* **Exercise brief**: From the records below, give the number of lines that contain the string "common", without any other text.

Collected data entries:
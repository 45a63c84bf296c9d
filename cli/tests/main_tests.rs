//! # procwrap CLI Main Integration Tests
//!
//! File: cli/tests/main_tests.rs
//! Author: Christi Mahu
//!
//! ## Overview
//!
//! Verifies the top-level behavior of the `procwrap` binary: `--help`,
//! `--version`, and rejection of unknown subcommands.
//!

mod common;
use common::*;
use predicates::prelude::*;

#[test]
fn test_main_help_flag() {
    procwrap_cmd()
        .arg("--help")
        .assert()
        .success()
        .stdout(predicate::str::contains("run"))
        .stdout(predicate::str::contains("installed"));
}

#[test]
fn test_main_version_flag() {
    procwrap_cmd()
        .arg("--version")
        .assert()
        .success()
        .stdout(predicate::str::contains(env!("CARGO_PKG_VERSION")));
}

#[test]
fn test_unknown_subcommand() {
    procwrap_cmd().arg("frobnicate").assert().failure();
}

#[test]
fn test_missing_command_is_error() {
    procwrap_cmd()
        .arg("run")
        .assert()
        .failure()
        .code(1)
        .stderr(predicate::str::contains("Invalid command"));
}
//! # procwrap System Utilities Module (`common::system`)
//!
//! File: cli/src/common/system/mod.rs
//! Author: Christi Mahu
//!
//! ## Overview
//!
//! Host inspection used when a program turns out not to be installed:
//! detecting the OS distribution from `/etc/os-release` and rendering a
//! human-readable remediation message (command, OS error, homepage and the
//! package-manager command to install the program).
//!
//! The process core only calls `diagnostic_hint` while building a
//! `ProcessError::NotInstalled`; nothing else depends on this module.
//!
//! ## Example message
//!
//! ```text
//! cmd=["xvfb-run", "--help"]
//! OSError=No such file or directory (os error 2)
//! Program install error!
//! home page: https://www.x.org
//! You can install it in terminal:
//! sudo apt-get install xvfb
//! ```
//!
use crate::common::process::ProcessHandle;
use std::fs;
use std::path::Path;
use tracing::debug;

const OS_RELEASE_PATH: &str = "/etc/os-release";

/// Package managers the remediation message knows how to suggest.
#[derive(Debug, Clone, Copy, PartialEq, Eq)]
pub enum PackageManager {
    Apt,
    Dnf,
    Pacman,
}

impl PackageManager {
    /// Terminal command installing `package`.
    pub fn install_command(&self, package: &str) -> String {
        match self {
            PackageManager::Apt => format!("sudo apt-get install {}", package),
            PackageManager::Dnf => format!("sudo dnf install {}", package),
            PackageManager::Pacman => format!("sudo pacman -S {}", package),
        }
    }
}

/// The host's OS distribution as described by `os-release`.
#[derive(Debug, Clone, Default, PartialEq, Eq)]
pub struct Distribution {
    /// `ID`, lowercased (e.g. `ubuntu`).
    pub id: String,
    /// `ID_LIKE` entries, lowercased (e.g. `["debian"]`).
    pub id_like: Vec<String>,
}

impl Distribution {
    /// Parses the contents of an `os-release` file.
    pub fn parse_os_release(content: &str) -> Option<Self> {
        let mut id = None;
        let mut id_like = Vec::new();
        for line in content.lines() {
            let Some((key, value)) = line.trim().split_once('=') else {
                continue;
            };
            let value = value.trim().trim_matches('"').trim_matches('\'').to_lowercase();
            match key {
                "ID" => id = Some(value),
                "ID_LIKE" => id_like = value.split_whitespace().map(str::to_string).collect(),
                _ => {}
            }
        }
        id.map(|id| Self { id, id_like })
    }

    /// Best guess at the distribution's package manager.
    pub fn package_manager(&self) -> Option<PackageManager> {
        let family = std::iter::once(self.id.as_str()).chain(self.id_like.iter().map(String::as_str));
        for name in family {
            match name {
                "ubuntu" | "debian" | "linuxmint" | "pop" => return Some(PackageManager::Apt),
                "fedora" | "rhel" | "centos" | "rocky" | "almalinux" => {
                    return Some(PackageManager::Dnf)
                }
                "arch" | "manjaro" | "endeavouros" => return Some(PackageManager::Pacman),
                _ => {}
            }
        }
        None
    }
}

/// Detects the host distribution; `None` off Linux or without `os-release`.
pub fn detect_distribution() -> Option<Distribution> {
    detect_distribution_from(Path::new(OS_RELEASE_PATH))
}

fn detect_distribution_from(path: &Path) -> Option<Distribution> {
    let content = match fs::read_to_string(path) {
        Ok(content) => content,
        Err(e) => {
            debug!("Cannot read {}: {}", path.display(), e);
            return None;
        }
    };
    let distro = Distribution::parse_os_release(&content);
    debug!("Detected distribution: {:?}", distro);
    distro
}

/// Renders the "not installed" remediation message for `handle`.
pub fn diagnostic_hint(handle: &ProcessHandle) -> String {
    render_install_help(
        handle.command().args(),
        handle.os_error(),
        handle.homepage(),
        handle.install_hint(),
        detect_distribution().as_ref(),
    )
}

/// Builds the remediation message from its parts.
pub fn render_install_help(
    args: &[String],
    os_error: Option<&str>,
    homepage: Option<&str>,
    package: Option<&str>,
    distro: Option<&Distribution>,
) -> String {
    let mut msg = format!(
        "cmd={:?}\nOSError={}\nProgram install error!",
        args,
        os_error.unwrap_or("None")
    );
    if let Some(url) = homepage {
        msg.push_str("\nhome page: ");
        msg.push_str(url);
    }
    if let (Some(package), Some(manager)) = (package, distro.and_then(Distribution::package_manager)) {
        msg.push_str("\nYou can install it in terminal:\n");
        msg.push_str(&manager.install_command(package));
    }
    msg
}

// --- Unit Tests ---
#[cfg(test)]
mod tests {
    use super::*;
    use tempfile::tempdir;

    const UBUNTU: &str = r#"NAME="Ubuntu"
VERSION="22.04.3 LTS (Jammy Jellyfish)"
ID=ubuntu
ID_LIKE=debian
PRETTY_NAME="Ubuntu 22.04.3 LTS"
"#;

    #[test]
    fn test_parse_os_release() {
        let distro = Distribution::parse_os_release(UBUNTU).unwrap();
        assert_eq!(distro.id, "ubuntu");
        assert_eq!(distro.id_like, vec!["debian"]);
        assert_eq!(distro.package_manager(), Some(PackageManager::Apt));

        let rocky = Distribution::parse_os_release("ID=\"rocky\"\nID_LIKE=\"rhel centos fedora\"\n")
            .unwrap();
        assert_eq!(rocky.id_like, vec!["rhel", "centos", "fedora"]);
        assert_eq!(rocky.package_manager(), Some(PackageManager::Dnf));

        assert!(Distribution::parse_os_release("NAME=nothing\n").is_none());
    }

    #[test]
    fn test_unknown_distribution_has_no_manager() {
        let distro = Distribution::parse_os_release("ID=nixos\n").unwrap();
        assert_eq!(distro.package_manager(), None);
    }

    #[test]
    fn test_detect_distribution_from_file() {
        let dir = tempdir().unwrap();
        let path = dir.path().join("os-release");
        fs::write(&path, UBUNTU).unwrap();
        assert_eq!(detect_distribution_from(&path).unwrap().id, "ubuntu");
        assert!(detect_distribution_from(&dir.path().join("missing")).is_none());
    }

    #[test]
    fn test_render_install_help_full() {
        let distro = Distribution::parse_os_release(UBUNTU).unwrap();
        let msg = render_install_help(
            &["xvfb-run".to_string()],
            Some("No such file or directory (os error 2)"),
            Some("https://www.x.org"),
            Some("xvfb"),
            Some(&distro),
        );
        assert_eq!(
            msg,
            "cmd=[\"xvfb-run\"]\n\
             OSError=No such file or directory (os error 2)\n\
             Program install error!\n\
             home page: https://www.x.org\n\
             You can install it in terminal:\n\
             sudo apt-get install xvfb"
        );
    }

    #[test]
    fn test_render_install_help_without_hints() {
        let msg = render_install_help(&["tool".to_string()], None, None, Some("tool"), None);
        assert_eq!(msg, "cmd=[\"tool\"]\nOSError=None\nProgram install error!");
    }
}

* **Answer space**: 5